The Baby Boomer generation is over seventy million strong and bracket’s ages currently from about 45 to 65 (we can quibble but this is where the demographic is thickest). Every one of us will, at some time, require access to and need for these facilities. There is as much to learn as when you buy your first house, or get married, or have those kids (who you hope will be there to wipe your chin, if not, it’s $30 an hour). The learning is best done prior to having to wait in an emergency room at 2:00 in the morning on a Friday night.

And the cost for all this is incredible. I joked with someone about three days into this event, I’m turning into a socialist! It seems that Medicare (thanks G. Bush) will cover a substantial amount of this because of the age of the patient – but somebody still has to pay. And that somebody is us. I can sternly wave my libertarian three-cornered hat about, but when you might have to face a bill of over $40,000, even Dr. Ron Paul has to understand this can destroy families.

This blog is about urban issues, Cogito UrbanusThink Urban. And these facilities are integral to our urban future. There is no greater concern by every citizen approaching retirement age than: “How the hell can I afford this? Where will I spend my days when a wheelchair is my only way around? Where will I lay my head and how much help will I need to take a pee? Will I end up in a warehouse full of old people, like me?”

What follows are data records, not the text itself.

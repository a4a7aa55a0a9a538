//! 查询请求与查询结果

use serde::{Deserialize, Serialize};
use std::fmt;

use crate::core::error::FailureKind;
use crate::core::types::canonical::NativeType;

/// 一行结果：列名 -> 值，保持列顺序
pub type Row = serde_json::Map<String, serde_json::Value>;

/// 不透明的分页游标
///
/// 由同一适配器/会话生成，运行时从不检查其内部结构。
#[derive(Debug, Clone, PartialEq, Eq, Hash, Serialize, Deserialize)]
#[serde(transparent)]
pub struct PageState(String);

impl PageState {
    pub fn new(token: impl Into<String>) -> Self {
        Self(token.into())
    }

    pub fn as_str(&self) -> &str {
        &self.0
    }

    pub fn into_inner(self) -> String {
        self.0
    }
}

impl fmt::Display for PageState {
    fn fmt(&self, f: &mut fmt::Formatter<'_>) -> fmt::Result {
        f.write_str(&self.0)
    }
}

/// 查询请求
#[derive(Debug, Clone, Default, PartialEq, Serialize, Deserialize)]
#[serde(rename_all = "camelCase")]
pub struct QueryRequest {
    #[serde(alias = "query")]
    pub text: String,
    #[serde(default, skip_serializing_if = "Option::is_none")]
    pub page_size: Option<u32>,
    #[serde(default, skip_serializing_if = "Option::is_none")]
    pub page_state: Option<PageState>,
    #[serde(default, skip_serializing_if = "Vec::is_empty")]
    pub parameters: Vec<serde_json::Value>,
}

impl QueryRequest {
    pub fn new(text: impl Into<String>) -> Self {
        Self {
            text: text.into(),
            ..Default::default()
        }
    }

    pub fn with_page_size(mut self, page_size: u32) -> Self {
        self.page_size = Some(page_size);
        self
    }

    pub fn with_page_state(mut self, page_state: Option<PageState>) -> Self {
        self.page_state = page_state;
        self
    }

    pub fn with_parameters(mut self, parameters: Vec<serde_json::Value>) -> Self {
        self.parameters = parameters;
        self
    }
}

/// 结果列描述
#[derive(Debug, Clone, PartialEq, Eq, Serialize, Deserialize)]
pub struct ColumnMeta {
    pub name: String,
    /// 规范化类型名
    #[serde(rename = "type")]
    pub canonical_type: String,
}

/// 查询结果
///
/// 不变式：`success == false` 时 `rows` 为空且 `error` 存在；
/// `success == true` 时 `columns` 精确描述 `rows` 的结构。
#[derive(Debug, Clone, PartialEq, Serialize, Deserialize)]
#[serde(rename_all = "camelCase")]
pub struct QueryResult {
    pub success: bool,
    #[serde(rename = "results")]
    pub rows: Vec<Row>,
    pub columns: Vec<ColumnMeta>,
    #[serde(skip_serializing_if = "Option::is_none")]
    pub page_state: Option<PageState>,
    pub execution_time_ms: u64,
    pub row_count: usize,
    #[serde(skip_serializing_if = "Option::is_none")]
    pub error: Option<String>,
    #[serde(skip_serializing_if = "Option::is_none")]
    pub error_kind: Option<FailureKind>,
}

impl QueryResult {
    pub fn success(
        rows: Vec<Row>,
        columns: Vec<ColumnMeta>,
        page_state: Option<PageState>,
        execution_time_ms: u64,
    ) -> Self {
        let row_count = rows.len();
        Self {
            success: true,
            rows,
            columns,
            page_state,
            execution_time_ms,
            row_count,
            error: None,
            error_kind: None,
        }
    }

    pub fn failure(kind: FailureKind, message: &str, execution_time_ms: u64) -> Self {
        Self {
            success: false,
            rows: Vec::new(),
            columns: Vec::new(),
            page_state: None,
            execution_time_ms,
            row_count: 0,
            error: Some(kind.describe(message)),
            error_kind: Some(kind),
        }
    }

    pub fn has_more(&self) -> bool {
        self.page_state.is_some()
    }
}

/// 后端返回的原始列，类型尚未规范化
#[derive(Debug, Clone, PartialEq)]
pub struct RawColumn {
    pub name: String,
    pub native: NativeType,
}

/// 后端返回的一页原始结果
#[derive(Debug, Clone, Default, PartialEq)]
pub struct RawPage {
    pub columns: Vec<RawColumn>,
    pub rows: Vec<Row>,
    pub next_page_state: Option<PageState>,
}

/// 聚合请求（仅对声明 supports_aggregation 的后端有效）
#[derive(Debug, Clone, Default, PartialEq, Serialize, Deserialize)]
#[serde(rename_all = "camelCase")]
pub struct AggregationRequest {
    #[serde(default)]
    pub database: Option<String>,
    pub collection: String,
    pub pipeline: Vec<serde_json::Value>,
}
//! 核心数据类型
//!
//! 适配器契约、会话管理和查询管道之间共享的数据模型。

pub mod backend;
pub mod canonical;
pub mod connection;
pub mod query;
pub mod schema;

pub use backend::{AdapterDescriptor, BackendType, Capabilities, QueryLanguage, SchemaType};
pub use canonical::{normalize_type, CanonicalType, NativeType};
pub use connection::{ConnectionConfig, ConnectionResult, ConnectionStatus, TestResult, TestStatus};
pub use query::{
    AggregationRequest, ColumnMeta, PageState, QueryRequest, QueryResult, RawColumn, RawPage, Row,
};
pub use schema::{
    ClusteringOrder, CollectionInfo, ColumnInfo, ColumnKind, DatabaseInfo, IndexInfo, IndexTarget,
    RawColumnDef, RawIndexDef, RawSchema, SchemaInfo, SystemInfo,
};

And most start at about $3,000 per month plus special needs, and if you are fortunate to live twenty or thirty years in one of these facilities that is a lot on money. The best way to keep costs under control is build more facilities, competition is paramount (aAnd they employ a lot of people).

These facilities come in all sizes from group/guest homes to multimillion dollar Palm Springs communities. They are wanted by communities and cities as an important part of their urban fabric and social support.

For our part, we were lucky and with excellent guidance we have successfully moved through each stage of care. But a permanent home is still ahead of us; therapy will determine many of the patient final needs. As much as she would love to dance on a table again those days are past, but we all deserve a comfortable place to grow old.